▶ EXERCISE DETAILS
Your output should be the entries below, from the first line up to and including the line with "prefix. Closing it", reproduced exactly and with no other lines.

▶ SUPPLIED MATERIAL
**********
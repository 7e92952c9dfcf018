use std::ops::{Deref, DerefMut};

use bytes::{BufMut, Bytes, BytesMut};

use crate::codec::{Encode, LENGTH_PREFIX_SIZE, MAX_SECTION_LEN};
use crate::error::{Result, SectionError};

const INITIAL_BUFFER_CAPACITY: usize = 8 * 1024;

/// Append-only byte buffer with a stack of open sections.
///
/// Opening a section reserves a zeroed 4-byte length prefix. Closing it
/// patches the prefix with the number of payload bytes written since, so
/// sections nest freely:
/// ```text
/// ┌────────────┬──────────────────────────────────────────┐
/// │ Length     │ Payload                                  │
/// │ (4B LE)    │ primitives and nested sections           │
/// └────────────┴──────────────────────────────────────────┘
/// ```
///
/// Prefer [`section`](Self::section) or [`open_section`](Self::open_section),
/// which close the section on every exit path.
pub struct SectionWriter {
    buf: BytesMut,
    open: Vec<usize>,
    oversize: Option<usize>,
}

impl Default for SectionWriter {
    fn default() -> Self {
        Self::new()
    }
}

impl SectionWriter {
    /// Create an empty writer.
    pub fn new() -> Self {
        Self::with_capacity(INITIAL_BUFFER_CAPACITY)
    }

    /// Create an empty writer with room for `capacity` bytes.
    pub fn with_capacity(capacity: usize) -> Self {
        Self {
            buf: BytesMut::with_capacity(capacity),
            open: Vec::new(),
            oversize: None,
        }
    }

    /// Encode `value` at the current position, inside the innermost open section.
    pub fn write<T: Encode + ?Sized>(&mut self, value: &T) {
        value.encode(self);
    }

    /// Open a new section and reserve its length prefix.
    pub fn start_section(&mut self) {
        let prefix_at = self.buf.len();
        self.buf.put_u32_le(0);
        self.open.push(prefix_at);
    }

    /// Close the innermost open section and patch its length prefix.
    ///
    /// # Panics
    ///
    /// Panics if no section is open. Every `start_section` must be paired
    /// with exactly one `finish_section`.
    pub fn finish_section(&mut self) {
        let Some(prefix_at) = self.open.pop() else {
            panic!("finish_section called with no open section");
        };
        let payload_start = prefix_at + LENGTH_PREFIX_SIZE;
        let payload_len = self.buf.len() - payload_start;
        let declared = match u32::try_from(payload_len) {
            Ok(len) => len,
            Err(_) => {
                self.note_oversize(payload_len);
                0
            }
        };
        self.buf[prefix_at..payload_start].copy_from_slice(&declared.to_le_bytes());
    }

    /// Run `f` inside a new section. The section is closed when `f` returns
    /// or unwinds.
    pub fn section<R>(&mut self, f: impl FnOnce(&mut SectionWriter) -> R) -> R {
        let mut guard = self.open_section();
        f(&mut *guard)
    }

    /// Open a new section that closes when the returned guard is dropped.
    pub fn open_section(&mut self) -> SectionGuard<'_> {
        self.start_section();
        let depth = self.open.len();
        SectionGuard {
            writer: self,
            depth,
        }
    }

    /// Number of currently open sections.
    pub fn depth(&self) -> usize {
        self.open.len()
    }

    /// Number of bytes written so far, prefixes included.
    pub fn len(&self) -> usize {
        self.buf.len()
    }

    /// True if nothing has been written.
    pub fn is_empty(&self) -> bool {
        self.buf.is_empty()
    }

    /// Consume the writer and return the finished stream.
    ///
    /// Fails if any section is still open or if any section or text field
    /// outgrew its 32-bit length prefix.
    pub fn finish(self) -> Result<Bytes> {
        if !self.open.is_empty() {
            return Err(SectionError::Unbalanced {
                open: self.open.len(),
            });
        }
        if let Some(size) = self.oversize {
            return Err(SectionError::TooLarge {
                size,
                max: MAX_SECTION_LEN,
            });
        }
        Ok(self.buf.freeze())
    }

    pub(crate) fn buf_mut(&mut self) -> &mut BytesMut {
        &mut self.buf
    }

    pub(crate) fn note_oversize(&mut self, size: usize) {
        tracing::warn!(size, max = MAX_SECTION_LEN, "length exceeds 32-bit prefix");
        self.oversize.get_or_insert(size);
    }
}

/// An open section that is closed when dropped.
///
/// Derefs to the [`SectionWriter`], so fields and nested sections are written
/// through the guard.
pub struct SectionGuard<'w> {
    writer: &'w mut SectionWriter,
    depth: usize,
}

impl Deref for SectionGuard<'_> {
    type Target = SectionWriter;

    fn deref(&self) -> &SectionWriter {
        self.writer
    }
}

impl DerefMut for SectionGuard<'_> {
    fn deref_mut(&mut self) -> &mut SectionWriter {
        self.writer
    }
}

impl Drop for SectionGuard<'_> {
    fn drop(&mut self) {
        if std::thread::panicking() {
            // The stream is being abandoned; unwind the frames opened inside.
            while self.writer.depth() >= self.depth {
                self.writer.finish_section();
            }
            return;
        }
        assert_eq!(
            self.writer.depth(),
            self.depth,
            "section closed with unbalanced nested sections"
        );
        self.writer.finish_section();
    }
}

#[cfg(test)]
mod tests {
    use std::panic::{catch_unwind, AssertUnwindSafe};

    use super::*;

    #[test]
    fn empty_section_is_zero_prefix() {
        let mut writer = SectionWriter::new();
        writer.start_section();
        writer.finish_section();

        assert_eq!(writer.finish().unwrap().as_ref(), &[0, 0, 0, 0]);
    }

    #[test]
    fn length_excludes_prefix() {
        let mut writer = SectionWriter::new();
        writer.start_section();
        writer.write(&7u32);
        writer.write(&true);
        writer.finish_section();

        let wire = writer.finish().unwrap();
        assert_eq!(&wire[..4], &5u32.to_le_bytes());
        assert_eq!(wire.len(), 9);
    }

    #[test]
    fn nested_lengths_include_child_prefixes() {
        let mut writer = SectionWriter::new();
        writer.section(|w| {
            w.section(|w| w.write(&1u8));
            w.section(|w| w.write(&2u16));
        });

        let wire = writer.finish().unwrap();
        // outer: (4 + 1) + (4 + 2)
        assert_eq!(&wire[..4], &11u32.to_le_bytes());
        assert_eq!(&wire[4..8], &1u32.to_le_bytes());
        assert_eq!(wire[8], 1);
        assert_eq!(&wire[9..13], &2u32.to_le_bytes());
        assert_eq!(wire.len(), 15);
    }

    #[test]
    fn guard_closes_on_drop() {
        let mut writer = SectionWriter::new();
        {
            let mut guard = writer.open_section();
            guard.write("ab");
            assert_eq!(guard.depth(), 1);
        }
        assert_eq!(writer.depth(), 0);

        let wire = writer.finish().unwrap();
        assert_eq!(&wire[..4], &6u32.to_le_bytes());
    }

    #[test]
    fn section_closes_on_early_return() {
        fn write_until_negative(w: &mut SectionWriter, values: &[i32]) -> Option<()> {
            w.section(|w| {
                for v in values {
                    if *v < 0 {
                        return None;
                    }
                    w.write(v);
                }
                Some(())
            })
        }

        let mut writer = SectionWriter::new();
        assert!(write_until_negative(&mut writer, &[1, -1, 3]).is_none());
        assert_eq!(writer.depth(), 0);
        assert_eq!(&writer.finish().unwrap()[..4], &4u32.to_le_bytes());
    }

    #[test]
    fn section_closes_on_unwind() {
        let mut writer = SectionWriter::new();
        let result = catch_unwind(AssertUnwindSafe(|| {
            writer.section(|w| {
                w.start_section();
                panic!("boom");
            })
        }));
        assert!(result.is_err());
        assert_eq!(writer.depth(), 0);
    }

    #[test]
    #[should_panic(expected = "no open section")]
    fn finish_without_start_panics() {
        let mut writer = SectionWriter::new();
        writer.finish_section();
    }

    #[test]
    #[should_panic(expected = "unbalanced nested sections")]
    fn guard_rejects_leaked_inner_section() {
        let mut writer = SectionWriter::new();
        writer.section(|w| w.start_section());
    }

    #[test]
    fn finish_rejects_open_sections() {
        let mut writer = SectionWriter::new();
        writer.start_section();
        writer.start_section();
        writer.finish_section();

        let err = writer.finish().unwrap_err();
        assert!(matches!(err, SectionError::Unbalanced { open: 1 }));
    }
}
**********
▶ SOLUTION FOR THIS EXERCISE
repository 7e92952c9dfcf018
use std::ops::{Deref, DerefMut};

use bytes::{BufMut, Bytes, BytesMut};

use crate::codec::{Encode, LENGTH_PREFIX_SIZE, MAX_SECTION_LEN};
use crate::error::{Result, SectionError};

const INITIAL_BUFFER_CAPACITY: usize = 8 * 1024;

/// Append-only byte buffer with a stack of open sections.
///
/// Opening a section reserves a zeroed 4-byte length prefix. Closing it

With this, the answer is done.